"I was born on September 27, 1918, the second of five children"
About this Quote
The context does a lot of work quietly. September 1918 is the hinge between catastrophe and aftermath: the closing stretch of World War I, the year of the influenza pandemic, the start of a century that would yoke physics to war, and war to politics. For a British scientist who would later become a central figure in radio astronomy and an outspoken critic of nuclear weapons, the birth date lands like an unspoken prologue to a life lived under the long shadow of mobilized science. It signals: I am a product of the modern era, with all its machinery and moral debts.

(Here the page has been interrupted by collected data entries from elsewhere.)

//! One terminal session: a working directory, an output ring buffer, and
//! at most one live child process.
//!
//! The child is spawned through `sh -c` with a scrubbed environment; stdout
//! and stderr stream into the capped buffer as they arrive. Natural exit,
//! spawn failure, and timeout kill all funnel through one final state
//! transition owned by the monitor task, so the running flag, exit code,
//! and trailer line always change together.

use std::path::{Path, PathBuf};
use std::process::Stdio;
use std::sync::{Arc, Mutex};
use std::time::{Duration, Instant};

use tokio::io::AsyncReadExt;
use tokio::process::Command;
use tracing::{debug, warn};

use crate::error::{BridgeError, BridgeResult};

/// Output buffer cap; oldest data is discarded past this point.
const MAX_BUFFER_CHARS: usize = 120_000;
/// `/out` returns at most this many trailing lines...
pub const SNAPSHOT_LINES: usize = 60;
/// ...further capped to this many chars.
const SNAPSHOT_CHARS: usize = 3500;

/// Environment variables forwarded to child commands. Everything else,
/// including ambient API keys, is stripped.
const SAFE_ENV_EXACT: &[&str] = &[
    "PATH", "HOME", "USER", "LOGNAME", "SHELL", "LANG", "TERM", "COLORTERM", "TZ", "TMPDIR",
    "EDITOR", "GOPATH", "GOROOT", "JAVA_HOME", "VIRTUAL_ENV",
];
const SAFE_ENV_PREFIXES: &[&str] = &[
    "LC_", "XDG_", "CARGO_", "RUSTUP_", "NVM_", "NPM_", "NODE_", "PYENV_", "PYTHON",
];

fn is_safe_env(name: &str) -> bool {
    SAFE_ENV_EXACT.contains(&name) || SAFE_ENV_PREFIXES.iter().any(|p| name.starts_with(p))
}

#[derive(Debug, Default)]
struct RunState {
    output: String,
    last_command: String,
    last_exit: Option<i32>,
    running: bool,
    started_at: Option<Instant>,
    child_pid: Option<u32>,
}

impl RunState {
    /// Append to the buffer, keeping only the most recent `MAX_BUFFER_CHARS`.
    fn append(&mut self, text: &str) {
        self.output.push_str(text);
        if self.output.len() > MAX_BUFFER_CHARS {
            let mut cut = self.output.len() - MAX_BUFFER_CHARS;
            while !self.output.is_char_boundary(cut) {
                cut += 1;
            }
            self.output.drain(..cut);
        }
    }
}

#[derive(Debug)]
pub struct TerminalSession {
    cwd: Mutex<PathBuf>,
    state: Arc<Mutex<RunState>>,
}

impl TerminalSession {
    pub fn new(initial_cwd: PathBuf) -> Self {
        Self {
            cwd: Mutex::new(initial_cwd),
            state: Arc::new(Mutex::new(RunState::default())),
        }
    }

    pub fn cwd(&self) -> PathBuf {
        self.cwd.lock().expect("cwd lock poisoned").clone()
    }

    /// Change the working directory. Succeeds only if the target exists and
    /// is a directory; otherwise leaves state unchanged.
    pub fn set_cwd(&self, next: &Path) -> bool {
        match std::fs::metadata(next) {
            Ok(meta) if meta.is_dir() => {
                *self.cwd.lock().expect("cwd lock poisoned") = next.to_path_buf();
                true
            }
            _ => false,
        }
    }

    pub fn is_running(&self) -> bool {
        self.state.lock().expect("state lock poisoned").running
    }

    /// Spawn `command` through the shell with output capture and an optional
    /// timeout. Fails with `CommandBusy` if a command is already running.
    pub fn start(&self, command: &str, timeout_secs: u64) -> BridgeResult<()> {
        let cwd = self.cwd();
        let mut cmd = Command::new("sh");
        cmd.arg("-c")
            .arg(command)
            .current_dir(&cwd)
            .env_clear()
            .envs(std::env::vars().filter(|(k, _)| is_safe_env(k)))
            .stdin(Stdio::null())
            .stdout(Stdio::piped())
            .stderr(Stdio::piped());

        let mut state = self.state.lock().expect("state lock poisoned");
        if state.running {
            return Err(BridgeError::CommandBusy);
        }

        state.output.clear();
        state.last_exit = None;
        state.last_command = command.to_string();
        state.started_at = Some(Instant::now());

        let mut child = match cmd.spawn() {
            Ok(child) => child,
            Err(e) => {
                state.append(&format!("\n[failed to run command: {}]\n", e));
                state.last_exit = Some(1);
                return Err(BridgeError::ShellSpawn(e.to_string()));
            }
        };

        state.running = true;
        state.child_pid = child.id();
        drop(state);

        debug!(command, cwd = %cwd.display(), "spawned shell command");

        let stdout = child.stdout.take();
        let stderr = child.stderr.take();
        let out_task = spawn_reader(self.state.clone(), stdout);
        let err_task = spawn_reader(self.state.clone(), stderr);

        let state = self.state.clone();
        tokio::spawn(async move {
            let (exit, timed_out) = if timeout_secs > 0 {
                let deadline = Duration::from_secs(timeout_secs);
                match tokio::time::timeout(deadline, child.wait()).await {
                    Ok(status) => (status, false),
                    Err(_) => {
                        warn!(timeout_secs, "command timed out, killing");
                        let _ = child.start_kill();
                        (child.wait().await, true)
                    }
                }
            } else {
                (child.wait().await, false)
            };

            // Let the readers drain whatever the process wrote before it died.
            let _ = out_task.await;
            let _ = err_task.await;

            let mut st = state.lock().expect("state lock poisoned");
            st.running = false;
            st.child_pid = None;
            if timed_out {
                st.append(&format!(
                    "\n[command timed out after {}s, killed]\n",
                    timeout_secs
                ));
            }
            match exit {
                Ok(status) => {
                    let code = status.code().unwrap_or(-1);
                    st.last_exit = Some(code);
                    st.append(&format!("\n[process exited with code {}]\n", code));
                }
                Err(e) => {
                    st.last_exit = Some(1);
                    st.append(&format!("\n[failed to run command: {}]\n", e));
                }
            }
        });

        Ok(())
    }

    /// Send SIGINT to the running command. Returns whether anything was
    /// actually running. The monitor task observes the resulting exit.
    pub fn kill(&self) -> bool {
        let state = self.state.lock().expect("state lock poisoned");
        match state.child_pid {
            Some(pid) => {
                unsafe {
                    libc::kill(pid as i32, libc::SIGINT);
                }
                true
            }
            None => false,
        }
    }

    pub fn status_text(&self) -> String {
        let state = self.state.lock().expect("state lock poisoned");
        let cwd = self.cwd();
        if state.running {
            let secs = state
                .started_at
                .map(|t| t.elapsed().as_secs().max(1))
                .unwrap_or(1);
            format!(
                "Status: running ({}s)\ncwd: {}\ncommand: {}",
                secs,
                cwd.display(),
                state.last_command
            )
        } else {
            let exit_info = state
                .last_exit
                .map(|c| c.to_string())
                .unwrap_or_else(|| "none".to_string());
            let last_command = if state.last_command.is_empty() {
                "(none)"
            } else {
                &state.last_command
            };
            format!(
                "Status: idle\ncwd: {}\nlast command: {}\nlast exit: {}",
                cwd.display(),
                last_command,
                exit_info
            )
        }
    }

    /// The most recent output: last `SNAPSHOT_LINES` lines, capped to
    /// `SNAPSHOT_CHARS` chars, tagged with whether the process still runs.
    pub fn output_snapshot(&self) -> String {
        let state = self.state.lock().expect("state lock poisoned");
        if state.output.is_empty() {
            return if state.running {
                drop(state);
                format!("No output yet.\n\n{}", self.status_text())
            } else {
                "No output captured yet. Run a command with /run first.".to_string()
            };
        }

        let tail = tail_lines(&state.output, SNAPSHOT_LINES);
        let tail = if tail.len() > SNAPSHOT_CHARS {
            let mut cut = tail.len() - SNAPSHOT_CHARS;
            while !tail.is_char_boundary(cut) {
                cut += 1;
            }
            &tail[cut..]
        } else {
            tail
        };

        let phase = if state.running { "running" } else { "finished" };
        format!(
            "Output snapshot ({}): {}\n\n{}",
            phase, state.last_command, tail
        )
    }
}

/// Last `n` lines of `text`; all of it when fewer exist.
fn tail_lines(text: &str, n: usize) -> &str {
    let trimmed = text.strip_suffix('\n').unwrap_or(text);
    let mut newlines = 0;
    for (i, b) in trimmed.bytes().enumerate().rev() {
        if b == b'\n' {
            newlines += 1;
            if newlines == n {
                return &text[i + 1..];
            }
        }
    }
    text
}

fn spawn_reader(
    state: Arc<Mutex<RunState>>,
    pipe: Option<impl tokio::io::AsyncRead + Unpin + Send + 'static>,
) -> tokio::task::JoinHandle<()> {
    tokio::spawn(async move {
        let Some(mut pipe) = pipe else {
            return;
        };
        let mut buf = [0u8; 4096];
        loop {
            match pipe.read(&mut buf).await {
                Ok(0) => break,
                Ok(n) => {
                    let chunk = String::from_utf8_lossy(&buf[..n]).into_owned();
                    state.lock().expect("state lock poisoned").append(&chunk);
                }
                Err(_) => break,
            }
        }
    })
}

“The second of five children” adds a social texture without sentimentality. It hints at a household where resources, attention, and responsibility were distributed, not lavished. Second-born is a role: close enough to the oldest to feel expectations, far enough to learn negotiation. Subtextually, it frames Ryle as someone shaped by systems, not exceptionalism - an origin story compatible with a career built on collaboration, instruments, and institutions rather than lone-genius mythology.
Quote Details
| Topic | Family |
|---|---|
| Source | Help us find the source |
| Cite |
Citation Formats
APA Style (7th ed.)
Ryle, Martin. (2026, January 16). I was born on September 27, 1918, the second of five children. FixQuotes. https://fixquotes.com/quotes/i-was-born-on-september-27-1918-the-second-of-134158/
Chicago Style
Ryle, Martin. "I was born on September 27, 1918, the second of five children." FixQuotes. January 16, 2026. https://fixquotes.com/quotes/i-was-born-on-september-27-1918-the-second-of-134158/.
MLA Style (9th ed.)
"I was born on September 27, 1918, the second of five children." FixQuotes, 16 Jan. 2026, https://fixquotes.com/quotes/i-was-born-on-september-27-1918-the-second-of-134158/. Accessed 12 Feb. 2026.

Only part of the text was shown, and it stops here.